Exercise brief:
Go through the listing below and say how many lines include "tracing". Give the number by itself.

Provided records:
-------
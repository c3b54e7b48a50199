use std::io::Read;
use std::path::PathBuf;
use std::process::{Command, Stdio};
use std::thread;

use engine_logging::engine_info;

use crate::progress::ProgressSink;
use crate::runner::JobTask;
use crate::tools::{last_line, wait_cancellable};
use crate::{FailureKind, JobError, ProgressEvent, SessionHandle, TaskEnd};

/// Self-update invocation for the extraction tool.
#[derive(Debug, Clone, PartialEq, Eq)]
pub struct UpdatePlan {
    pub tool: PathBuf,
}

pub fn update_task(plan: UpdatePlan) -> JobTask {
    Box::new(move |sink, session| run_tool_update(&plan, sink, session))
}

fn run_tool_update(
    plan: &UpdatePlan,
    sink: &dyn ProgressSink,
    session: &SessionHandle,
) -> Result<TaskEnd, JobError> {
    if session.is_closing() {
        return Ok(TaskEnd::Cancelled);
    }

    engine_info!("tool update via {}", plan.tool.display());
    sink.emit(ProgressEvent::info("Checking for updates..."));

    let mut child = Command::new(&plan.tool)
        .arg("-U")
        .stdin(Stdio::null())
        .stdout(Stdio::piped())
        .stderr(Stdio::piped())
        .spawn()
        .map_err(|err| {
            JobError::new(
                FailureKind::Launch,
                format!("could not start '{}': {err}", plan.tool.display()),
            )
        })?;

    // The updater prints a handful of lines; drain both pipes off-thread
    // anyway so the wait loop can never deadlock.
    let stdout = child.stdout.take();
    let stderr = child.stderr.take();
    let output_reader = thread::spawn(move || {
        let mut text = String::new();
        if let Some(mut stdout) = stdout {
            let _ = stdout.read_to_string(&mut text);
        }
        if let Some(mut stderr) = stderr {
            let _ = stderr.read_to_string(&mut text);
        }
        text
    });

    let status = wait_cancellable(&mut child, session)
        .map_err(|err| JobError::new(FailureKind::ExternalTool, err.to_string()))?;
    let output = output_reader.join().unwrap_or_default();

    let Some(status) = status else {
        return Ok(TaskEnd::Cancelled);
    };

    if status.success() {
        Ok(TaskEnd::Completed("yt-dlp is up to date".to_string()))
    } else {
        let detail = last_line(&output).unwrap_or("unknown error");
        Err(JobError::new(
            FailureKind::ExternalTool,
            format!("Update failed: {detail}"),
        ))
    }
}
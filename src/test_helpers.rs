//! Shared test utilities.
//!
//! Builders for small ad-hoc catalogs plus lookups into the built-in data
//! that panic with the available identifiers on a miss.
//!
//! # Usage
//!
//! ```rust
//! use crate::test_helpers::*;
//!
//! let entries = vec![module("oled.zip", "SSD1306 OLED", "UI")];
//! let found = query::filter(&entries, "oled", ALL);
//! assert_eq!(ids(&found), vec!["oled.zip"]);
//!
//! let project = find_project("esp32-lora-long-range");
//! assert_eq!(project.category, "Communication");
//! ```

use crate::data;
use crate::types::{Entry, Module, Project};

// =========================================================================
// Builders
// =========================================================================

/// A module with an empty description.
pub fn module(file: &str, name: &str, category: &str) -> Module {
    Module {
        file: file.to_string(),
        name: name.to_string(),
        description: String::new(),
        category: category.to_string(),
    }
}

// =========================================================================
// Extractors
// =========================================================================

/// Identifiers of `items`, in order.
pub fn ids<'a, T: Entry>(items: &[&'a T]) -> Vec<&'a str> {
    items.iter().map(|&item| item.id()).collect()
}

// =========================================================================
// Built-in lookups: panic with the available ids on a miss
// =========================================================================

/// Find a built-in project by slug. Panics if not found.
pub fn find_project(slug: &str) -> &'static Project {
    let catalog = data::projects();
    catalog
        .all()
        .iter()
        .find(|p| p.slug == slug)
        .unwrap_or_else(|| {
            let slugs: Vec<&str> = catalog.all().iter().map(|p| p.slug.as_str()).collect();
            panic!("project '{slug}' not found. Available: {slugs:?}")
        })
}

/// Find a built-in module by file name. Panics if not found.
pub fn find_module(file: &str) -> &'static Module {
    let catalog = data::modules();
    catalog
        .all()
        .iter()
        .find(|m| m.file == file)
        .unwrap_or_else(|| {
            let files: Vec<&str> = catalog.all().iter().map(|m| m.file.as_str()).collect();
            panic!("module '{file}' not found. Available: {files:?}")
        })
}
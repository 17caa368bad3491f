//! Category facet extraction.
//!
//! Categories are not declared anywhere: the facet list is derived from the
//! data itself, in order of first appearance, and always headed by the
//! synthetic [`ALL`] value that no entity carries.

use crate::types::Entry;
use std::collections::HashSet;

/// The "all categories" sentinel. Selecting it disables category filtering.
pub const ALL: &str = "All";

/// Build `["All", c1, c2, ...]` from the distinct categories of `entries`.
///
/// Labels keep the exact spelling of their first occurrence; `"Sensor"` and
/// `"Sensors"` are different facets.
pub fn extract_categories<T: Entry>(entries: &[T]) -> Vec<String> {
    let mut seen = HashSet::new();
    let mut categories = vec![ALL.to_string()];
    for entry in entries {
        if seen.insert(entry.category()) {
            categories.push(entry.category().to_string());
        }
    }
    categories
}
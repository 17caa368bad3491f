//! Per-session query state.
//!
//! A [`BrowseSession`] owns the search term, selected category and page of
//! one browsing session against a shared, read-only catalog. It enforces the
//! reset rule: changing the search term or the category sends the session
//! back to page 1, whatever page was requested before.
//!
//! [`SessionCommand`] is the line protocol the interactive `browse` command
//! speaks:
//!
//! ```text
//! /search esp32      set the search term (everything after the first space)
//! /search            clear the search term
//! /category Video    select a category ("/category" alone selects All)
//! /page 3            jump to a page (clamped on evaluation)
//! n | next           next page
//! p | prev           previous page
//! q | quit           leave
//! ```

use crate::catalog::Catalog;
use crate::engine::{self, QueryResult};
use crate::facets::ALL;
use crate::query::Query;
use crate::types::Entry;
use thiserror::Error;

pub struct BrowseSession<'a, T> {
    catalog: &'a Catalog<T>,
    query: Query,
}

impl<'a, T: Entry> BrowseSession<'a, T> {
    /// Fresh session: no search, all categories, page 1.
    pub fn new(catalog: &'a Catalog<T>) -> Self {
        Self {
            catalog,
            query: Query::default(),
        }
    }

    pub fn query(&self) -> &Query {
        &self.query
    }

    pub fn set_search(&mut self, search: impl Into<String>) {
        let search = search.into();
        if search != self.query.search {
            self.query.search = search;
            self.query.page = 1;
        }
    }

    pub fn set_category(&mut self, category: impl Into<String>) {
        let category = category.into();
        if category != self.query.category {
            self.query.category = category;
            self.query.page = 1;
        }
    }

    /// Request a page; out-of-range values are clamped by the next
    /// evaluation.
    pub fn go_to(&mut self, page: usize) {
        self.query.page = page;
    }

    pub fn next_page(&mut self) {
        let result = self.evaluate_unchanged();
        self.query.page = result.current_page.saturating_add(1).min(result.total_pages);
    }

    pub fn prev_page(&mut self) {
        let current = self.evaluate_unchanged().current_page;
        self.query.page = current.saturating_sub(1).max(1);
    }

    /// Evaluate the current query and keep the clamped page, so navigation
    /// continues from a page that exists.
    pub fn evaluate(&mut self) -> QueryResult<'a, T> {
        let result = self.evaluate_unchanged();
        self.query.page = result.current_page;
        result
    }

    fn evaluate_unchanged(&self) -> QueryResult<'a, T> {
        engine::evaluate_query(self.catalog, &self.query)
    }

    /// Apply one parsed command. Returns `false` when the session should end.
    pub fn apply(&mut self, command: SessionCommand) -> bool {
        match command {
            SessionCommand::Search(term) => self.set_search(term),
            SessionCommand::Category(category) => self.set_category(category),
            SessionCommand::Page(page) => self.go_to(page),
            SessionCommand::Next => self.next_page(),
            SessionCommand::Prev => self.prev_page(),
            SessionCommand::Quit => return false,
        }
        true
    }
}

#[derive(Error, Debug, PartialEq, Eq)]
pub enum CommandError {
    #[error("unknown command '{0}' (try /search, /category, /page, n, p, q)")]
    Unknown(String),
    #[error("'{0}' is not a page number")]
    BadPage(String),
}

#[derive(Debug, Clone, PartialEq, Eq)]
pub enum SessionCommand {
    Search(String),
    Category(String),
    Page(usize),
    Next,
    Prev,
    Quit,
}

impl SessionCommand {
    /// Parse one input line. Only the line terminator is stripped from the
    /// argument: a search for `" dht"` stays distinct from `"dht"`.
    pub fn parse(line: &str) -> Result<Self, CommandError> {
        let line = line.trim_end_matches(['\n', '\r']);
        let (word, arg) = match line.split_once(' ') {
            Some((word, arg)) => (word, arg),
            None => (line, ""),
        };
        match word {
            "/search" | "/s" => Ok(SessionCommand::Search(arg.to_string())),
            "/category" | "/c" => {
                let category = if arg.is_empty() { ALL } else { arg };
                Ok(SessionCommand::Category(category.to_string()))
            }
            "/page" => arg
                .trim()
                .parse()
                .map(SessionCommand::Page)
                .map_err(|_| CommandError::BadPage(arg.to_string())),
            "n" | "next" => Ok(SessionCommand::Next),
            "p" | "prev" => Ok(SessionCommand::Prev),
            "q" | "quit" => Ok(SessionCommand::Quit),
            other => Err(CommandError::Unknown(other.to_string())),
        }
    }
}

#[cfg(test)]
mod tests {
    use super::*;
    use crate::data;

    #[test]
    fn new_session_starts_on_first_page_of_everything() {
        let mut session = BrowseSession::new(data::projects());
        let result = session.evaluate();
        assert_eq!(result.current_page, 1);
        assert_eq!(result.total_matches, 15);
        assert_eq!(session.query().category, "All");
    }

    #[test]
    fn search_change_resets_page() {
        let mut session = BrowseSession::new(data::projects());
        session.go_to(3);
        assert_eq!(session.evaluate().current_page, 3);
        session.set_search("esp32");
        assert_eq!(session.query().page, 1);
        assert_eq!(session.evaluate().current_page, 1);
    }

    #[test]
    fn category_change_resets_page() {
        let mut session = BrowseSession::new(data::projects());
        session.go_to(2);
        session.set_category("Communication");
        assert_eq!(session.evaluate().current_page, 1);
    }

    #[test]
    fn unchanged_filters_keep_page() {
        let mut session = BrowseSession::new(data::projects());
        session.go_to(2);
        session.set_search("");
        session.set_category("All");
        assert_eq!(session.evaluate().current_page, 2);
    }

    #[test]
    fn next_and_prev_stay_in_bounds() {
        let mut session = BrowseSession::new(data::projects());
        session.prev_page();
        assert_eq!(session.query().page, 1);
        session.next_page();
        session.next_page();
        session.next_page();
        session.next_page();
        assert_eq!(session.query().page, 3);
        session.prev_page();
        assert_eq!(session.evaluate().current_page, 2);
    }

    #[test]
    fn next_from_unclamped_huge_page_lands_on_last() {
        let mut session = BrowseSession::new(data::projects());
        session.go_to(usize::MAX);
        session.next_page();
        assert_eq!(session.query().page, 3);

        session.go_to(usize::MAX);
        session.prev_page();
        assert_eq!(session.query().page, 2);
    }

    #[test]
    fn evaluate_stores_clamped_page() {
        let mut session = BrowseSession::new(data::projects());
        session.go_to(40);
        assert_eq!(session.evaluate().current_page, 3);
        assert_eq!(session.query().page, 3);
        session.prev_page();
        assert_eq!(session.query().page, 2);
    }

    #[test]
    fn apply_quit_ends_session() {
        let mut session = BrowseSession::new(data::modules());
        assert!(session.apply(SessionCommand::Search("oled".to_string())));
        assert!(!session.apply(SessionCommand::Quit));
        assert_eq!(session.query().search, "oled");
    }

    #[test]
    fn parse_commands() {
        assert_eq!(
            SessionCommand::parse("/search esp32 cam\n"),
            Ok(SessionCommand::Search("esp32 cam".to_string()))
        );
        assert_eq!(
            SessionCommand::parse("/search"),
            Ok(SessionCommand::Search(String::new()))
        );
        assert_eq!(
            SessionCommand::parse("/category Home Automation"),
            Ok(SessionCommand::Category("Home Automation".to_string()))
        );
        assert_eq!(
            SessionCommand::parse("/c"),
            Ok(SessionCommand::Category("All".to_string()))
        );
        assert_eq!(SessionCommand::parse("/page 2"), Ok(SessionCommand::Page(2)));
        assert_eq!(SessionCommand::parse("n"), Ok(SessionCommand::Next));
        assert_eq!(SessionCommand::parse("prev"), Ok(SessionCommand::Prev));
        assert_eq!(SessionCommand::parse("q"), Ok(SessionCommand::Quit));
    }

    #[test]
    fn parse_keeps_search_whitespace() {
        assert_eq!(
            SessionCommand::parse("/search  dht "),
            Ok(SessionCommand::Search(" dht ".to_string()))
        );
    }

    #[test]
    fn parse_errors() {
        assert_eq!(
            SessionCommand::parse("/page two"),
            Err(CommandError::BadPage("two".to_string()))
        );
        assert_eq!(
            SessionCommand::parse("/jump"),
            Err(CommandError::Unknown("/jump".to_string()))
        );
    }
}
pub fn generate(
    catalogs: &Catalogs,
    config: &BrowserConfig,
    output_dir: &Path,
) -> Result<SiteSummary, GenerateError> {
    // Identifiers become directories and download file names.
    catalogs.modules.validate()?;
    catalogs.projects.validate()?;

    let site = Site {
        config,
        version: combined_version(catalogs),
    };

    fs::create_dir_all(output_dir)?;
    let css = format!("{}\n\n{}", config::generate_color_css(&config.colors), CSS_STATIC);
    fs::write(output_dir.join("style.css"), css)?;

    let mut pages = vec![
        SitePage {
            path: "index.html".to_string(),
            html: render_index(&site, catalogs).into_string(),
        },
        SitePage {
            path: "404.html".to_string(),
            html: render_not_found(&site).into_string(),
        },
    ];

    let module_pages = listing_pages(&site, Hub::Modules, &catalogs.modules, |m| {
        render_module_card(&site, m)
    });
    let module_listings = module_pages.len();
    tracing::info!(pages = module_listings, "rendered module listings");
    pages.extend(module_pages);

    let project_pages = listing_pages(&site, Hub::Projects, &catalogs.projects, |p| {
        render_project_card(&site, p)
    });
    let project_listings = project_pages.len();
    tracing::info!(pages = project_listings, "rendered project listings");
    pages.extend(project_pages);

    let manuals: Vec<SitePage> = catalogs
        .projects
        .all()
        .par_iter()
        .map(|project| SitePage {
            path: format!("{}index.html", project_dir(project)),
            html: render_project_page(&site, project).into_string(),
        })
        .collect();
    let project_manuals = manuals.len();
    tracing::info!(pages = project_manuals, "rendered project manuals");
    pages.extend(manuals);

    pages.par_iter().try_for_each(|page| -> std::io::Result<()> {
        let path = output_dir.join(&page.path);
        if let Some(parent) = path.parent() {
            fs::create_dir_all(parent)?;
        }
        fs::write(path, &page.html)
    })?;

    tracing::info!(dir = %output_dir.display(), pages = pages.len(), "site written");
    Ok(SiteSummary {
        module_listings,
        project_listings,
        project_pages: project_manuals,
        total_pages: pages.len(),
    })
}
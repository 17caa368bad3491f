//! Category badge tokens.
//!
//! A closed map from category label to a colour token. Front-ends turn the
//! token into whatever they render with (`badge-<token>` CSS classes in the
//! generated site). Labels outside the map get [`NEUTRAL`].

pub const NEUTRAL: &str = "neutral";

pub fn category_badge(category: &str) -> &'static str {
    match category {
        // Library hub
        "Hub" => "cyan",
        "Sensor" => "emerald",
        "Security" => "rose",
        "Power" => "yellow",
        "Actuator" => "orange",
        "UI" => "purple",
        "Network" => "blue",
        "Control" => "indigo",
        // Project hub
        "Web Server" => "emerald",
        "Sensors" => "teal",
        "Cloud/IoT" => "sky",
        "Power Management" => "amber",
        "Communication" => "blue",
        "Video" => "rose",
        "Data Storage" => "indigo",
        "Home Automation" => "fuchsia",
        _ => NEUTRAL,
    }
}
//! Built-in catalogs and catalog resolution.
//!
//! Both catalogs ship as literal data and are materialised lazily on first
//! use. A config file may point either catalog at an external TOML/JSON file
//! instead; [`Catalogs::resolve`] applies those overrides and the configured
//! page sizes.

use crate::catalog::{Catalog, CatalogError};
use crate::config::BrowserConfig;
use crate::types::{Difficulty, Module, Project, TutorialSection};
use std::path::Path;
use std::sync::LazyLock;

/// Items per page in the project hub.
pub const PROJECT_PAGE_SIZE: usize = 6;

static MODULES: LazyLock<Catalog<Module>> = LazyLock::new(|| Catalog::new(module_entries()));

static PROJECTS: LazyLock<Catalog<Project>> = LazyLock::new(|| {
    Catalog::new(project_entries())
        .with_page_size(crate::paginate::PageSize::from_count(PROJECT_PAGE_SIZE))
});

/// The library hub: 13 modules, unpaginated.
pub fn modules() -> &'static Catalog<Module> {
    &MODULES
}

/// The project hub: 15 tutorials, six per page.
pub fn projects() -> &'static Catalog<Project> {
    &PROJECTS
}

/// The pair of catalogs a front-end works with.
#[derive(Debug, Clone)]
pub struct Catalogs {
    pub modules: Catalog<Module>,
    pub projects: Catalog<Project>,
}

impl Catalogs {
    /// Built-in data with the stock page sizes.
    pub fn builtin() -> Self {
        Self {
            modules: modules().clone(),
            projects: projects().clone(),
        }
    }

    /// Apply config overrides. Relative `source` paths resolve against `root`
    /// (the directory holding `config.toml`).
    pub fn resolve(config: &BrowserConfig, root: &Path) -> Result<Self, CatalogError> {
        let modules = match &config.modules.source {
            Some(source) => Catalog::load(&root.join(source))?,
            None => modules().clone(),
        };
        let projects = match &config.projects.source {
            Some(source) => Catalog::load(&root.join(source))?,
            None => projects().clone(),
        };
        Ok(Self {
            modules: modules.with_page_size(config.modules.pagination()),
            projects: projects.with_page_size(config.projects.pagination()),
        })
    }
}

fn strings(items: &[&str]) -> Vec<String> {
    items.iter().map(|s| s.to_string()).collect()
}

fn section(title: &str, content: &str) -> TutorialSection {
    TutorialSection {
        title: title.to_string(),
        content: content.to_string(),
    }
}

fn module(file: &str, name: &str, description: &str, category: &str) -> Module {
    Module {
        file: file.to_string(),
        name: name.to_string(),
        description: description.to_string(),
        category: category.to_string(),
    }
}

fn module_entries() -> Vec<Module> {
    vec![
        module(
            "GhostHub_Core.zip",
            "GhostHub Core",
            "Central coordinator firmware that pairs nodes, relays telemetry and exposes the hub dashboard.",
            "Hub",
        ),
        module(
            "DHT_Sensor.zip",
            "DHT11/DHT22 Sensor",
            "Temperature and humidity driver with automatic sensor type detection.",
            "Sensor",
        ),
        module(
            "BME280.zip",
            "BME280 Environmental",
            "Pressure, temperature and humidity over I2C or SPI with altitude estimation.",
            "Sensor",
        ),
        module(
            "MFRC522.zip",
            "MFRC522 (RFID)",
            "Read and write 13.56MHz MIFARE tags for access control and asset tracking.",
            "Security",
        ),
        module(
            "INA219.zip",
            "INA219 Power Monitor",
            "High-side current and bus voltage measurement for battery powered nodes.",
            "Power",
        ),
        module(
            "PCA9685_Servo.zip",
            "PCA9685 Servo Driver",
            "Sixteen channel PWM expander for servos and LED dimming over I2C.",
            "Actuator",
        ),
        module(
            "A4988_Stepper.zip",
            "A4988 Stepper",
            "Microstepping stepper motor control with acceleration profiles.",
            "Actuator",
        ),
        module(
            "SSD1306_OLED.zip",
            "SSD1306 OLED",
            "Monochrome 128x64 display driver with text, shapes and bitmap helpers.",
            "UI",
        ),
        module(
            "TFT_Touch.zip",
            "TFT Touch Display",
            "Colour TFT rendering with resistive touch calibration and widgets.",
            "UI",
        ),
        module(
            "MQTT_Client.zip",
            "MQTT Client",
            "Lightweight publish/subscribe client with automatic reconnect and last will support.",
            "Network",
        ),
        module(
            "Async_WebServer.zip",
            "Async Web Server",
            "Non-blocking HTTP and WebSocket server for ESP32 dashboards.",
            "Network",
        ),
        module(
            "IR_Remote.zip",
            "IR Remote",
            "Decode and transmit infrared remote codes (NEC, RC5, Sony).",
            "Control",
        ),
        module(
            "Rotary_Encoder.zip",
            "Rotary Encoder",
            "Debounced quadrature encoder input with push button events.",
            "Control",
        ),
    ]
}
-------
Task answer:
4